Monday, August 20, 2012

Summer in the city

I moved to Willy Street. I moved east to a neighborhood where people make a habit of talking to their neighbors, of growing sunflowers in illogical places, of leaving free bottles of Miller Lite on the sidewalk. I moved to an apartment where the rooms are not just one after another like they've been squeezed out of a toothpaste tube. I took a bunch of photos, but only to document what repairs are needed, what flaws my landlords might try to charge me for when I eventually move out. They have a reputation.

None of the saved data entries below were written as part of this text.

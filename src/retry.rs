//! Bounded retry with exponential backoff and jitter
//!
//! Used for startup checks against external endpoints. Every retry loop is
//! bounded by an attempt count, so a dependency that never comes up ends in
//! an error instead of a hung process.

use std::time::Duration;

use rand::Rng;
use tracing::{error, warn};

/// Backoff schedule for a bounded retry loop
#[derive(Clone, Debug, PartialEq)]
pub struct RetryConfig {
    /// Total attempts including the first (at least 1)
    pub max_attempts: u32,
    /// Delay after the first failure
    pub initial_delay: Duration,
    /// Upper bound on any single delay, before jitter
    pub max_delay: Duration,
    /// Growth factor applied after each failure
    pub backoff_multiplier: f64,
}

impl Default for RetryConfig {
    fn default() -> Self {
        Self {
            max_attempts: 10,
            initial_delay: Duration::from_millis(500),
            max_delay: Duration::from_secs(30),
            backoff_multiplier: 2.0,
        }
    }
}

impl RetryConfig {
    /// Default schedule with the given attempt limit
    pub fn with_max_attempts(attempts: u32) -> Self {
        Self {
            max_attempts: attempts.max(1),
            ..Default::default()
        }
    }

    /// Delay before attempt `attempt + 1`, without jitter
    ///
    /// `attempt` counts failures so far, starting at 1.
    pub fn base_delay(&self, attempt: u32) -> Duration {
        let exponent = attempt.saturating_sub(1).min(32) as i32;
        let secs = self.initial_delay.as_secs_f64() * self.backoff_multiplier.powi(exponent);
        Duration::from_secs_f64(secs.min(self.max_delay.as_secs_f64()))
    }
}

/// Run `operation` until it succeeds or the attempt limit is reached
///
/// Each delay is the scheduled backoff scaled by a random factor in
/// `[0.5, 1.5)`. Returns the last error once attempts are exhausted.
pub async fn retry_with_backoff<F, Fut, T, E>(
    config: &RetryConfig,
    operation_name: &str,
    mut operation: F,
) -> Result<T, E>
where
    F: FnMut() -> Fut,
    Fut: std::future::Future<Output = Result<T, E>>,
    E: std::fmt::Display,
{
    let max_attempts = config.max_attempts.max(1);
    let mut attempt = 0u32;

    loop {
        attempt += 1;

        let e = match operation().await {
            Ok(result) => return Ok(result),
            Err(e) => e,
        };

        if attempt >= max_attempts {
            error!(operation = %operation_name, attempt, error = %e, "giving up after max attempts");
            return Err(e);
        }

        let jitter = rand::thread_rng().gen_range(0.5..1.5);
        let delay = Duration::from_secs_f64(config.base_delay(attempt).as_secs_f64() * jitter);

        warn!(
            operation = %operation_name,
            attempt,
            error = %e,
            delay_ms = delay.as_millis() as u64,
            "attempt failed, retrying"
        );
        tokio::time::sleep(delay).await;
    }
}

But rather than pictures of flaws in my apartment (I mostly can live with them), here is a list of thoroughly domestic perks:
* Two sinks in the kitchen, so I can dry dishes without taking up counter space. It occurs to me now that I had two sinks before, but the need for counter space was less urgent, and my drying rack, I believe, did not actually fit in the sink anyway.
* Laundry in the basement, rather than a place I have to drive to and read a book at. The dryer is broken, but we have a drying line and plenty of warm days left before fixing it becomes a matter of urgency. I can put a load in and resume cooking dinner or whatever other chore I like. Or read a book, but with a cat in my lap.
* I can walk for groceries, hardware, or liquor or several types of dinner and breakfast. I can walk to my friend's house. The bus system loves my neighborhood, so getting to work in the winter will be easy.

Neighborhood is important to me. Where I lived before, though I liked the quiet and the nearby arboretum and the owl hoots in winter and the occasional coyote eyes across the street at 2 a.m., my building felt like a refrigerator, and aside from garage sales, we didn't voluntarily talk to each other. My downstairs neighbor was the exception, and I'm sending her a postcard so she has my new address. We'd chat in the mornings as she gardened and I got my bike ready for the work day.

So far, I am optimistic about the Willy Street neighbors. There are hippies in the back apartment (they have names, but it's easy shorthand) and a slew of cohabitating bike mechanics upstairs. The hippies sell produce on the lawn on weekends--whatever's leftover from the CSA they help grow. They are ambivalent about being paid. The basement is full of home-canned vegetables and large bottles of dark liquids.


It's all so cliched and so iconically Madison. I should point out there are downsides, like the street is heavily trafficked, and someone nearby plays bongos when I'm trying to sleep, and the downside of people who talk to each other is that they also throw parties when you might plan to get up early on weekends, and I have weird feelings about probably being someone who is buying in to the gentrification and rising cost-of-living of a formerly working-class neighborhood (but then again, my income is really not gentry at all). And still, it's a time where my city feels just a bit magical.

Amelia came to visit and she took a picture of me. I think you can see her reflection.